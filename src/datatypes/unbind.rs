use bytes::BytesMut;

use crate::codec::Encodable;
use crate::datatypes::CommandId;

/// unbind PDU (Section 4.2.1). Announces that the sender is about to end
/// the session; no body.
#[derive(Clone, Debug, PartialEq, Eq)]
pub struct Unbind {
    pub sequence_number: u32,
}

/// unbind_resp PDU (Section 4.2.2).
#[derive(Clone, Debug, PartialEq, Eq)]
pub struct UnbindResponse {
    pub sequence_number: u32,
}

impl Encodable for Unbind {
    fn command_id(&self) -> CommandId {
        CommandId::Unbind
    }

    fn sequence_number(&self) -> u32 {
        self.sequence_number
    }

    fn encode_body(&self, _buf: &mut BytesMut) {}
}

impl Encodable for UnbindResponse {
    fn command_id(&self) -> CommandId {
        CommandId::UnbindResp
    }

    fn sequence_number(&self) -> u32 {
        self.sequence_number
    }

    fn encode_body(&self, _buf: &mut BytesMut) {}
}
impl ClientConfig {
    pub fn new(credentials: BindCredentials) -> Self {
        Self {
            credentials,
            addr_ton: TypeOfNumber::Unknown,
            addr_npi: NumericPlanIndicator::Unknown,
            address_range: String::new(),
            csms_method: CsmsMethod::default(),
            registered_delivery: 0,
            read_timeout: Duration::from_secs(10),
            connect_timeout: Duration::from_secs(10),
        }
    }

    pub fn with_csms_method(mut self, method: CsmsMethod) -> Self {
        self.csms_method = method;
        self
    }

    pub fn with_address_range(mut self, range: impl Into<String>) -> Self {
        self.address_range = range.into();
        self
    }

    pub fn with_registered_delivery(mut self, flag: u8) -> Self {
        self.registered_delivery = flag;
        self
    }

    pub fn with_read_timeout(mut self, read_timeout: Duration) -> Self {
        self.read_timeout = read_timeout;
        self
    }

    pub fn with_connect_timeout(mut self, connect_timeout: Duration) -> Self {
        self.connect_timeout = connect_timeout;
        self
    }
}

/// Per-message options with sensible defaults.
#[derive(Debug, Clone, Default)]
pub struct SmsOptions {
    pub service_type: String,
    pub data_coding: DataCoding,
    /// Priority level 0 (lowest) to 3.
    pub priority_flag: u8,
    /// SMPP time string; empty means immediate.
    pub schedule_delivery_time: String,
    /// SMPP time string; empty means the SMSC default.
    pub validity_period: String,
    /// Overrides the client-wide registered_delivery flag when set.
    pub registered_delivery: Option<u8>,
    /// Extra TLVs appended to every segment.
    pub tags: Vec<Tlv>,
}

/// One outbound message. `text` is encoded according to the data coding:
/// UCS-2 converts to UTF-16BE, everything else passes the bytes through
/// untouched (the caller supplies pre-packed GSM 03.38 or plain ASCII).
#[derive(Debug, Clone)]
pub struct SmsMessage {
    pub from: Address,
    pub to: Address,
    pub text: String,
    pub options: SmsOptions,
}

impl SmsMessage {
    pub fn new(from: Address, to: Address, text: impl Into<String>) -> Self {
        Self {
            from,
            to,
            text: text.into(),
            options: SmsOptions::default(),
        }
    }

    pub fn with_data_coding(mut self, data_coding: DataCoding) -> Self {
        self.options.data_coding = data_coding;
        self
    }

    pub fn with_priority(mut self, priority: u8) -> Self {
        self.options.priority_flag = priority;
        self
    }

    pub fn with_schedule(mut self, schedule_delivery_time: impl Into<String>) -> Self {
        self.options.schedule_delivery_time = schedule_delivery_time.into();
        self
    }

    pub fn with_validity(mut self, validity_period: impl Into<String>) -> Self {
        self.options.validity_period = validity_period.into();
        self
    }

    pub fn with_registered_delivery(mut self, flag: u8) -> Self {
        self.options.registered_delivery = Some(flag);
        self
    }

    pub fn with_tag(mut self, tag: Tlv) -> Self {
        self.options.tags.push(tag);
        self
    }
}

/// The ESME client.
///
/// Not safe for concurrent use: all operations take `&mut self` and one
/// session must stay on one task. Generic over the byte stream; the
/// default is a TCP transport built with [`Client::connect`], while tests
/// and custom transports go through [`Client::with_stream`].
#[derive(Debug)]
pub struct Client<S = TcpStream> {
    config: ClientConfig,
    session: Option<Session<S>>,
    segmenter: Segmenter,
    keep_alive: Option<KeepAliveManager>,
    peer: Option<String>,
}

/// Seed for the concatenation reference counter; wall-clock derived so
/// consecutive process starts do not replay the same references.
fn reference_seed() -> u16 {
    SystemTime::now()
        .duration_since(UNIX_EPOCH)
        .map(|elapsed| elapsed.subsec_millis() as u16)
        .unwrap_or(1)
}

/// Encode message text for the wire according to the data coding.
fn encode_text(text: &str, coding: DataCoding) -> Vec<u8> {
    match coding {
        DataCoding::Ucs2 => text
            .encode_utf16()
            .flat_map(|unit| unit.to_be_bytes())
            .collect(),
        _ => text.as_bytes().to_vec(),
    }
}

★ ★ ★ ★ ★

#### What is being asked
All lines above with "ClientConfig" in them should be returned.

#### Written answer
impl ClientConfig {
    config: ClientConfig,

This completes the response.